DOI: 10.14740/gr1255
Abstrakt: Background: Infection in acute-on-chronic liver failure (ACLF) patients is known to cause higher mortality. The current approach is to culture all patient samples. There are no published data evaluating fungal infections in acutely decompensated patients. In this study, we aim to identify clinical factors predictive of infections within ACLF patients and assess workup compliance within 24 h of hospital admission.
Methods: We retrospectively analyzed the charts of 457 ACLF patients seen at the University of Arizona between January 1, 2014 and December 31, 2014. We used logistic regression to identify potential risk indicators for bacterial, fungal, and any infections. In order to proceed to a systemic infection workup, the following parameters were assessed: complete blood count, urinalysis, urine culture, bacterial blood culture, chest X-ray, and ascitic fluid analysis in patients with ascites. Additionally, serological markers were also assessed in patient samples. Systemic inflammatory response syndrome (SIRS) was defined as the presence of two or more of the following criteria: temperature > 38 °C or < 36 °C, heart rate > 90 beats/min, respiratory rate > 20 breaths/min, white blood cell count > 12,000 or < 4,000 cells/mm or > 10% bands.
Results: An established infection was observed in 60.61% of ACLF patients. SIRS criteria predicted infections with concordance statistic (C-statistic) of 0.71 (odds ratio (OR) 6.85, 95% confidence interval (CI): 4.33, 10.85) for any infection, 0.63 (OR 2.88, 95% CI: 1.96, 4.23) for bacterial infection, and 0.53 (OR 1.32, 95% CI: 0.59, 2.96) for fungal infection. After including other significant variables (over 10 additional variables), predictive ability improved, C-statistic 0.83 (95% CI: 0.77, 0.90) for any infection and 0.71 (95% CI: 0.65, 0.77) for bacterial infections. The combination of model for end-stage liver disease (MELD) and hemoglobin (Hb) predicted fungal infections with C-statistic 0.74 (95% CI: 0.63, 0.84).
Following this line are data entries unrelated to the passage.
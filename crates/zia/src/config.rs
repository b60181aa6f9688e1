//! Bridge from CLI flags to `zia_config`: picks the config file and
//! profile, applies flag overrides, and builds the `ProviderConfig`.

use std::path::PathBuf;

use zia_config::{Config, Profile};
use zia_provider::ProviderConfig;

use crate::cli::GlobalOpts;
use crate::error::CliError;

/// Config file in effect: `--config`/`ZIA_CONFIG`, else the platform path.
pub fn config_file(global: &GlobalOpts) -> PathBuf {
    global.config.clone().unwrap_or_else(zia_config::config_path)
}

/// Load the config file, falling back to defaults when it is absent.
pub fn load(global: &GlobalOpts) -> Result<Config, CliError> {
    Ok(zia_config::load_config_from(&config_file(global))?)
}

/// Resolve the active profile name from CLI flags and config.
pub fn active_profile_name(global: &GlobalOpts, config: &Config) -> String {
    config.profile_name(global.profile.as_deref()).to_owned()
}

/// State file in effect: `--state`/`ZIA_STATE`, else the configured default.
pub fn state_file(global: &GlobalOpts) -> PathBuf {
    global.state.clone().unwrap_or_else(|| {
        load(global)
            .map(|cfg| cfg.defaults.state_file)
            .unwrap_or_else(|_| PathBuf::from("zia.state.json"))
    })
}

/// The profile plus flag overrides. An explicitly named profile must exist;
/// otherwise an empty profile lets env vars and flags carry everything.
fn effective_profile(global: &GlobalOpts, cfg: &Config, name: &str) -> Result<Profile, CliError> {
    let mut profile = match cfg.profiles.get(name) {
        Some(profile) => profile.clone(),
        None if global.profile.is_some() => {
            return Err(CliError::ProfileNotFound {
                name: name.to_owned(),
                available: cfg.profiles.keys().cloned().collect::<Vec<_>>().join(", "),
            });
        }
        None => Profile::default(),
    };

    if let Some(cloud) = &global.cloud {
        profile.cloud = Some(cloud.clone());
        profile.base_url = None;
    }
    if let Some(base_url) = &global.base_url {
        profile.base_url = Some(base_url.clone());
    }
    if global.insecure {
        profile.insecure = Some(true);
    }
    profile.timeout = global
        .timeout
        .or(profile.timeout)
        .or(Some(cfg.defaults.timeout));
    Ok(profile)
}

/// Build a `ProviderConfig` from the config file, profile, and CLI overrides.
pub fn build_provider_config(global: &GlobalOpts) -> Result<ProviderConfig, CliError> {
    let cfg = load(global)?;
    let name = active_profile_name(global, &cfg);
    let profile = effective_profile(global, &cfg, &name)?;
    Ok(zia_config::profile_to_provider_config(&profile, &name)?)
}

#[cfg(test)]
#[allow(clippy::unwrap_used)]
mod tests {
    use clap::Parser;

    use super::*;
    use crate::cli::Cli;

    fn global(args: &[&str]) -> GlobalOpts {
        let mut argv = vec!["zia"];
        argv.extend_from_slice(args);
        argv.push("resources");
        Cli::try_parse_from(argv).unwrap().global
    }

    fn config_with(name: &str, profile: Profile) -> Config {
        let mut cfg = Config::default();
        cfg.profiles.insert(name.into(), profile);
        cfg
    }

    #[test]
    fn flags_override_profile() {
        let cfg = config_with(
            "default",
            Profile {
                cloud: Some("zscaler".into()),
                base_url: Some("https://proxy.example.com/api/v1/".into()),
                timeout: Some(10),
                ..Profile::default()
            },
        );
        let g = global(&["--cloud", "zscalertwo", "-k", "--timeout", "5"]);
        let profile = effective_profile(&g, &cfg, "default").unwrap();
        assert_eq!(profile.cloud.as_deref(), Some("zscalertwo"));
        assert_eq!(profile.base_url, None);
        assert_eq!(profile.insecure, Some(true));
        assert_eq!(profile.timeout, Some(5));
    }

    #[test]
    fn explicit_missing_profile_is_an_error() {
        let cfg = config_with("prod", Profile::default());
        let g = global(&["--profile", "lab"]);
        let err = effective_profile(&g, &cfg, "lab").unwrap_err();
        assert!(matches!(err, CliError::ProfileNotFound { ref available, .. } if available == "prod"));
    }

    #[test]
    fn implicit_missing_profile_uses_defaults() {
        let cfg = Config::default();
        let g = global(&[]);
        let profile = effective_profile(&g, &cfg, "default").unwrap();
        assert_eq!(profile.timeout, Some(cfg.defaults.timeout));
        assert!(profile.cloud.is_none());
    }
}
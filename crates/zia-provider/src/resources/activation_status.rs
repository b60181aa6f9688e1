// zia_activation_status

use async_trait::async_trait;
use serde_json::Map;
use tracing::info;
use zia_api::models::Activation;

use crate::error::ProviderError;
use crate::provider::Meta;
use crate::resource::{Resource, read_created};
use crate::resource_data::ResourceData;
use crate::schema::{Attribute, Schema, Validation};

const TYPE_NAME: &str = "zia_activation_status";

const ACTIVATION_ID: &str = "activation";

/// Explicit activation of pending configuration.
///
/// Create and update activate immediately, independent of the
/// `ZIA_ACTIVATION` toggle; read reports the current status.
pub struct ActivationStatusResource;

#[async_trait]
impl Resource for ActivationStatusResource {
    fn type_name(&self) -> &'static str {
        TYPE_NAME
    }

    fn schema(&self) -> Schema {
        Schema::new().attr(
            "status",
            Attribute::string()
                .required()
                .validate(Validation::one_of(&[Activation::ACTIVE]))
                .description("Desired activation state"),
        )
    }

    async fn create(&self, d: &mut ResourceData, meta: &Meta) -> Result<(), ProviderError> {
        let activation = meta.client.activate().await?;
        info!(resource = TYPE_NAME, status = %activation.status, "configuration activated");
        d.set_id(ACTIVATION_ID);
        read_created(self, d, meta).await
    }

    async fn read(&self, d: &mut ResourceData, meta: &Meta) -> Result<(), ProviderError> {
        let activation = meta.client.activation_status().await?;
        d.set_id(ACTIVATION_ID);
        d.set("status", activation.status)
    }

    async fn update(&self, d: &mut ResourceData, meta: &Meta) -> Result<(), ProviderError> {
        self.create(d, meta).await
    }

    async fn delete(&self, d: &mut ResourceData, _meta: &Meta) -> Result<(), ProviderError> {
        d.clear_id();
        Ok(())
    }

    async fn import(&self, _raw: &str, meta: &Meta) -> Result<ResourceData, ProviderError> {
        let mut d = ResourceData::from_state(self.schema(), ACTIVATION_ID, Map::new());
        self.read(&mut d, meta).await?;
        Ok(d)
    }
}
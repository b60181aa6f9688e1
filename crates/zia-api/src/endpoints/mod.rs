// ZIA endpoint families
//
// Each file adds inherent methods on `ZiaClient` for one API area. The
// shared pagination helper lives here.

use serde::de::DeserializeOwned;
use serde_json::Value;
use tracing::{trace, warn};

use crate::client::ZiaClient;
use crate::error::Error;

mod activation;
mod admin;
mod dlp;
mod firewall;
mod locations;
mod rule_labels;
mod settings;
mod traffic;
mod urls;
mod users;

/// Largest page the ZIA list endpoints accept.
pub const MAX_PAGE_SIZE: usize = 1000;

/// Upper bound on pages fetched for one listing.
pub const MAX_PAGES: usize = 1000;

impl ZiaClient {
    /// Fetch every page of a paginated list endpoint.
    ///
    /// Pages are 1-based; a short page marks the end of the listing. A page
    /// identical to the one before it also ends the listing, since a server
    /// that ignores `page` would otherwise be polled forever.
    pub(crate) async fn get_all_pages<T: DeserializeOwned>(
        &self,
        path: &str,
        extra: &[(&str, String)],
    ) -> Result<Vec<T>, Error> {
        let mut all = Vec::new();
        let mut previous: Option<Vec<Value>> = None;
        for page in 1..=MAX_PAGES {
            let mut params: Vec<(&str, String)> = extra.to_vec();
            params.push(("page", page.to_string()));
            params.push(("pageSize", MAX_PAGE_SIZE.to_string()));

            let batch: Option<Vec<Value>> = self.get_with_params(path, &params).await?;
            let batch = batch.unwrap_or_default();
            let len = batch.len();
            trace!(path, page, len, "fetched page");

            if previous.as_ref() == Some(&batch) {
                warn!(path, page, "page repeats the previous one, stopping");
                return Ok(all);
            }
            for item in &batch {
                all.push(decode_item(item)?);
            }
            if len < MAX_PAGE_SIZE {
                return Ok(all);
            }
            previous = Some(batch);
        }
        warn!(path, pages = MAX_PAGES, "page limit reached, listing truncated");
        Ok(all)
    }
}

fn decode_item<T: DeserializeOwned>(item: &Value) -> Result<T, Error> {
    serde_json::from_value(item.clone()).map_err(|e| Error::Deserialization {
        message: e.to_string(),
        body: item.to_string(),
    })
}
Workup within 24 h of admission was obtained in 12% of patients.
Conclusions: Fungal infections in ACLF patients results in an increased mortality rate. Elevated MELD and low Hb in combination predict fungal infections. Compliance is very poor to obtain diagnostic workup efficiently, better tools are needed to predict infection upon admission.
Competing Interests: The authors have no conflicts of interest to disclose.